U.S. Intellectual History Blog

The Use and Abuse of Intellectual History: Reflections of an Early Americanist (part 2)

As I mentioned in the first part, these are the subjective reflections of one quite new to the field. I chose to strike a polemical and somewhat assertive note precisely since I feel inhibited to do so with regard to early American intellectual history, which I feel has become too sanctified a space. I would be grateful for any push back.

I’d like to pick things up where I left them at the end of the first post in this series, in which I hope I made a compelling case for assessing the use and abuse of intellectual history as applied to early U.S. history. As I implied in that post, by the 1990s revisionist approaches to early US history, compounded by a sense of saturation, had rendered intellectual history a somewhat antiquated subfield for early Americanists.

Back in the mid 1960s, when Bailyn recognized the significance of classical republicanism to the debates over British policies in North America leading up to American Revolution, he advocated employing a fresh conceptual approach for explicating the relationship between ideas and causality in history. The key term for Bailyn was ‘ideology,’ which he understood as a complex matrix of interrelated ideas, amounting to a prism through which people understand the world. Influenced by Clifford Geertz’s approach to the “interpretation of cultures,” this theoretical framework linked intellectual history with a wider range of texts and cultural artifacts as legitimate subject matter for intellectual historians of Early America. Indeed, Bailyn sought not only to take ideas much more seriously than progressive historians, but also to reconstruct the ideological landscape that lent them their particular historical meaning and function.

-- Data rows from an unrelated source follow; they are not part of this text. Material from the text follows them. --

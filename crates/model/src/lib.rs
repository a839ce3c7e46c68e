//! tessera-model: records with owner-bound fragments.
//!
//! A [`Store`] holds records and the fragments nested inside them. Writing
//! to a fragment dirties its owner chain; rolling back or committing an
//! owner cascades into every fragment it holds. Fragment collections
//! track membership against their persisted snapshot, so adding and then
//! removing a fragment leaves the owner clean.

mod changes;
mod config;
mod entity;
mod error;
mod fragment;
mod fragment_array;
mod record;
mod serializer;
mod store;
mod traits;

pub use changes::{AttributeChange, ChangeSet, FragmentChange};
pub use config::StoreConfig;
pub use entity::{AttributeMap, FragmentRef, FragmentSlot, StatefulEntity};
pub use error::ModelError;
pub use fragment::{compare, Fragment};
pub use fragment_array::{ArrayDiff, FragmentArray};
pub use record::{EntityRef, FragmentId, Record, RecordId};
pub use serializer::JsonSerializer;
pub use store::{SerializeOptions, Store};
pub use traits::{Normalized, Serializer};

pub use tessera_schema::{AttributeDecl, AttributeKind, ModelShape, Schema};
pub use tessera_state::{Event, StateFlags, UnhandledPolicy};
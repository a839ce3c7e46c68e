use std::fmt;

use crate::entity::StatefulEntity;

/// Arena handle for a top-level record.
#[derive(Debug, Clone, Copy, PartialEq, Eq, PartialOrd, Ord, Hash)]
pub struct RecordId(pub(crate) u64);

/// Arena handle for a fragment. Two handles are equal only if they name the
/// same fragment instance.
#[derive(Debug, Clone, Copy, PartialEq, Eq, PartialOrd, Ord, Hash)]
pub struct FragmentId(pub(crate) u64);

/// Non-owning reference to anything that can own fragments.
#[derive(Debug, Clone, Copy, PartialEq, Eq, PartialOrd, Ord, Hash)]
pub enum EntityRef {
    Record(RecordId),
    Fragment(FragmentId),
}

impl fmt::Display for RecordId {
    fn fmt(&self, f: &mut fmt::Formatter<'_>) -> fmt::Result {
        write!(f, "record#{}", self.0)
    }
}

impl fmt::Display for FragmentId {
    fn fmt(&self, f: &mut fmt::Formatter<'_>) -> fmt::Result {
        write!(f, "fragment#{}", self.0)
    }
}

impl fmt::Display for EntityRef {
    fn fmt(&self, f: &mut fmt::Formatter<'_>) -> fmt::Result {
        match self {
            EntityRef::Record(id) => id.fmt(f),
            EntityRef::Fragment(id) => id.fmt(f),
        }
    }
}

impl From<RecordId> for EntityRef {
    fn from(id: RecordId) -> Self {
        EntityRef::Record(id)
    }
}

impl From<FragmentId> for EntityRef {
    fn from(id: FragmentId) -> Self {
        EntityRef::Fragment(id)
    }
}

/// A top-level record: the only kind of entity with its own identity.
#[derive(Debug, Clone)]
pub struct Record {
    pub(crate) handle: RecordId,
    pub(crate) model: String,
    /// Wire identifier. `None` until assigned for newly created records.
    pub(crate) id: Option<String>,
    pub(crate) entity: StatefulEntity,
}

impl Record {
    pub fn handle(&self) -> RecordId {
        self.handle
    }

    pub fn model(&self) -> &str {
        &self.model
    }

    pub fn id(&self) -> Option<&str> {
        self.id.as_deref()
    }

    pub fn entity(&self) -> &StatefulEntity {
        &self.entity
    }
}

At the same time, in the field of early modern European history Quentin Skinner and JGA Pocock developed a similar approach to intellectual history, which was inspired by analytical philosophy, stressing language rather than thought (ideology).[1] Thus, when applying his considerable erudition to early American history, Pocock brought to the table the notion of “conceptual vocabulary,” as he explored the long intellectual genealogy that informed the American Revolution. In a later reflection on his and Skinner’s approach, Pocock explained their conceptual innovation: intellectual history “can better be written if we focus our attention on the acts of articulation and conceptualization performed by thinkers as agents in the world of speech, and on the matrices of language and rhetoric within which they are constrained to speak but which they modify by the speech-acts they perform.”[2] Together both approaches provided the conceptual scaffolding upon which Bailyn, Pocock, and their followers constructed what came to be called the republican synthesis. The combination of the two similar approaches also became the canonical conceptual approach for intellectual history in early American historiography.

To me it seems quite ironic that both Bailyn and Pocock, who so deftly unpacked the republican view of power as a corrupting influence, in their own analysis did not employ any conceptualization of power to speak of. In so doing, they committed what I believe is one of the most common shortcomings in the field of intellectual history—they took their texts a bit too seriously. Though their analyses did not take ideas at face value (as they had identified latent anxieties that underscored republican language/ideology) they failed to heed the one truism that any analysis of politics must come to terms with—namely, that politics always revolve around power. Had they done that, they would have realized what Gordon Wood and Pauline Maier, two students of Bernard Bailyn, were starting to realize at the time—that identifying historical motivation was trickier than they imagined; or, to put it differently, that the thought/language worlds that Bailyn and Pocock sought to illuminate were more varied and fraught with contradictions than they had accounted for.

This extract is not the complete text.